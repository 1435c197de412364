pub mod allocator;
pub mod endpoint;
pub mod parser;
pub mod reconciler;
pub mod sidmanager;
pub mod signaler;

#[cfg(test)]
pub(crate) mod testutils;

use std::collections::BTreeMap;
use std::collections::btree_map::Entry;
use std::net::Ipv6Addr;
use std::sync::{Arc, Mutex, MutexGuard};

use ipnet::Ipv4Net;
use kube::core::Selector;
use srv6_mesh_common::{RouteTarget, SidInfo, VrfId};
use tokio::sync::Notify;
use tracing::debug;

use crate::manager::allocator::{IpamAllocator, SidAllocator, SidManager, SidManagerSubscriber};
use crate::manager::endpoint::{Endpoint, EndpointId};
use crate::manager::signaler::BgpSignaler;

/// Name this manager identifies itself with towards the SID manager.
pub const OWNER_NAME: &str = "srv6-manager";

/// A routing domain as accepted from the cluster, after validation.
#[derive(Clone, Debug)]
pub struct Vrf {
    pub name: String,
    pub vrf_id: VrfId,
    pub export_route_target: Option<RouteTarget>,
    pub locator_pool_ref: Option<String>,
    pub rules: Vec<VrfRule>,
    /// Stable digest of the raw rule spec, used to detect rule changes for
    /// BGP signaling without comparing parsed selectors.
    pub rules_fingerprint: u64,
}

#[derive(Clone, Debug)]
pub struct VrfRule {
    pub selectors: Vec<Selector>,
    pub dst_cidrs: Vec<Ipv4Net>,
}

/// An explicit VRF-scoped egress route.
#[derive(Clone, Debug)]
pub struct EgressPolicy {
    pub name: String,
    pub vrf_id: VrfId,
    pub dst_cidrs: Vec<Ipv4Net>,
    pub dst_sid: Ipv6Addr,
}

/// Which allocator produced a VRF's bound SID.
#[derive(Clone, Debug, PartialEq, Eq)]
pub enum SidSource {
    Default,
    Pool(String),
}

pub(crate) struct VrfEntry {
    pub(crate) config: Vrf,
    pub(crate) sid_info: Option<SidInfo>,
    pub(crate) sid_source: Option<SidSource>,
}

/// Diagnostic snapshot of one VRF, including its bound SID.
#[derive(Clone, Debug)]
pub struct VrfSnapshot {
    pub vrf: Vrf,
    pub sid_info: Option<SidInfo>,
}

#[derive(Clone, Debug)]
pub struct ManagerConfig {
    pub enable_srv6: bool,
}

/// VPN-relevant projection of one VRF, kept from the last signaled pass.
#[derive(Clone, Debug, PartialEq)]
pub(crate) struct VpnAdvertisement {
    pub(crate) vrf_id: VrfId,
    pub(crate) route_target: RouteTarget,
    pub(crate) sid: Option<Ipv6Addr>,
    pub(crate) rules_fingerprint: u64,
}

pub(crate) struct Shared<V, P, S> {
    pub(crate) state: Mutex<State<V, P, S>>,
    pub(crate) wake: Notify,
    pub(crate) enabled: bool,
    pub(crate) signaler: Arc<dyn BgpSignaler>,
}

pub(crate) struct State<V, P, S> {
    pub(crate) endpoints: ahash::HashMap<EndpointId, Endpoint>,
    pub(crate) vrfs: BTreeMap<String, VrfEntry>,
    pub(crate) policies: BTreeMap<String, EgressPolicy>,
    pub(crate) pools: ahash::HashMap<String, Arc<dyn SidAllocator>>,
    pub(crate) default_allocator: Option<Arc<dyn IpamAllocator>>,
    pub(crate) sid_manager: Option<Arc<dyn SidManager>>,
    pub(crate) pending_releases: Vec<(SidInfo, SidSource)>,
    pub(crate) synced: bool,
    pub(crate) last_vpn_state: BTreeMap<String, VpnAdvertisement>,
    pub(crate) vrf_map: V,
    pub(crate) policy_map: P,
    pub(crate) sid_map: S,
}

/// The SRv6 egress manager: joins endpoint, VRF and policy inputs into the
/// three datapath maps and owns SID lifecycle for exported VRFs.
///
/// Callbacks mutate the stores under the state mutex and wake the reconciler;
/// only the reconciliation pass writes to the maps.
pub struct Srv6Manager<V, P, S> {
    pub(crate) shared: Arc<Shared<V, P, S>>,
}

impl<V, P, S> Clone for Srv6Manager<V, P, S> {
    fn clone(&self) -> Self {
        Self {
            shared: Arc::clone(&self.shared),
        }
    }
}

impl<V, P, S> Srv6Manager<V, P, S> {
    pub fn new(
        config: ManagerConfig,
        vrf_map: V,
        policy_map: P,
        sid_map: S,
        signaler: Arc<dyn BgpSignaler>,
    ) -> Self {
        let state = State {
            endpoints: ahash::HashMap::default(),
            vrfs: BTreeMap::new(),
            policies: BTreeMap::new(),
            pools: ahash::HashMap::default(),
            default_allocator: None,
            sid_manager: None,
            pending_releases: Vec::new(),
            synced: false,
            last_vpn_state: BTreeMap::new(),
            vrf_map,
            policy_map,
            sid_map,
        };
        let shared = Shared {
            state: Mutex::new(state),
            wake: Notify::new(),
            enabled: config.enable_srv6,
            signaler,
        };
        Self {
            shared: Arc::new(shared),
        }
    }

    pub(crate) fn lock(&self) -> MutexGuard<'_, State<V, P, S>> {
        self.shared.state.lock().unwrap()
    }

    pub(crate) fn wake(&self) {
        self.shared.wake.notify_one();
    }

    pub fn on_update_endpoint(&self, endpoint: Endpoint) {
        let mut state = self.lock();
        if endpoint.identity.is_none() {
            debug!(endpoint = %endpoint.id, "endpoint identity unresolved, holding inactive");
        }
        state.endpoints.insert(endpoint.id.clone(), endpoint);
        drop(state);
        self.wake();
    }

    pub fn on_delete_endpoint(&self, id: &EndpointId) {
        let mut state = self.lock();
        state.endpoints.remove(id);
        drop(state);
        self.wake();
    }

    pub fn on_add_srv6_vrf(&self, vrf: Vrf) {
        let mut state = self.lock();
        match state.vrfs.entry(vrf.name.clone()) {
            Entry::Occupied(mut entry) => {
                // keep the bound SID; the next pass releases it if the new
                // spec made it stale
                entry.get_mut().config = vrf;
            }
            Entry::Vacant(entry) => {
                entry.insert(VrfEntry {
                    config: vrf,
                    sid_info: None,
                    sid_source: None,
                });
            }
        }
        drop(state);
        self.wake();
    }

    pub fn on_delete_srv6_vrf(&self, name: &str) {
        let mut state = self.lock();
        if let Some(entry) = state.vrfs.remove(name)
            && let (Some(info), Some(source)) = (entry.sid_info, entry.sid_source)
        {
            state.pending_releases.push((info, source));
        }
        drop(state);
        self.wake();
    }

    pub fn on_add_srv6_policy(&self, policy: EgressPolicy) {
        let mut state = self.lock();
        state.policies.insert(policy.name.clone(), policy);
        drop(state);
        self.wake();
    }

    pub fn on_delete_srv6_policy(&self, name: &str) {
        let mut state = self.lock();
        state.policies.remove(name);
        drop(state);
        self.wake();
    }

    /// Install the default SID allocator. This is a late-binding step; the
    /// reconciler holds its first pass until it happened.
    pub fn set_sid_allocator(&self, allocator: Arc<dyn IpamAllocator>) {
        let mut state = self.lock();
        state.default_allocator = Some(allocator);
        drop(state);
        self.wake();
    }

    /// One-shot latch fired by the input collator once all initial caches
    /// are synced.
    pub fn set_synced(&self) {
        let mut state = self.lock();
        state.synced = true;
        drop(state);
        self.wake();
    }

    pub fn sid_allocator_is_set(&self) -> bool {
        self.lock().default_allocator.is_some()
    }

    pub(crate) fn is_initialized(&self) -> bool {
        let state = self.lock();
        state.synced && state.default_allocator.is_some()
    }

    /// Stable snapshot of all VRF records for diagnostics.
    pub fn get_all_vrfs(&self) -> Vec<VrfSnapshot> {
        let state = self.lock();
        state
            .vrfs
            .values()
            .map(|entry| VrfSnapshot {
                vrf: entry.config.clone(),
                sid_info: entry.sid_info.clone(),
            })
            .collect()
    }
}

impl<V, P, S> Srv6Manager<V, P, S>
where
    V: Send + 'static,
    P: Send + 'static,
    S: Send + 'static,
{
    /// Called when the SID manager promise resolves. Subscribing is the side
    /// effect of resolution; the subscription delivers the locator callbacks
    /// and the initial restoration scan.
    pub fn on_sid_manager(&self, manager: Arc<dyn SidManager>) {
        {
            let mut state = self.lock();
            state.sid_manager = Some(manager.clone());
        }
        let subscriber: Arc<dyn SidManagerSubscriber> = Arc::new(self.clone());
        manager.subscribe(
            OWNER_NAME,
            subscriber,
            Box::new(|| {
                debug!("SID manager subscription complete");
            }),
        );
        self.wake();
    }
}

========

*WORK ITEM*:
Exactly the lines from the one containing "state.synced && state.default_allocator.is_some()" through the end of the entries above must be output, and no others.

*FINISHED EXERCISE*:
        state.synced && state.default_allocator.is_some()
    }

    /// Stable snapshot of all VRF records for diagnostics.
    pub fn get_all_vrfs(&self) -> Vec<VrfSnapshot> {
        let state = self.lock();
        state
            .vrfs
            .values()
            .map(|entry| VrfSnapshot {
                vrf: entry.config.clone(),
                sid_info: entry.sid_info.clone(),
            })
            .collect()
    }
}

impl<V, P, S> Srv6Manager<V, P, S>
where
    V: Send + 'static,
    P: Send + 'static,
    S: Send + 'static,
{
    /// Called when the SID manager promise resolves. Subscribing is the side
    /// effect of resolution; the subscription delivers the locator callbacks
    /// and the initial restoration scan.
    pub fn on_sid_manager(&self, manager: Arc<dyn SidManager>) {
        {
            let mut state = self.lock();
            state.sid_manager = Some(manager.clone());
        }
        let subscriber: Arc<dyn SidManagerSubscriber> = Arc::new(self.clone());
        manager.subscribe(
            OWNER_NAME,
            subscriber,
            Box::new(|| {
                debug!("SID manager subscription complete");
            }),
        );
        self.wake();
    }
}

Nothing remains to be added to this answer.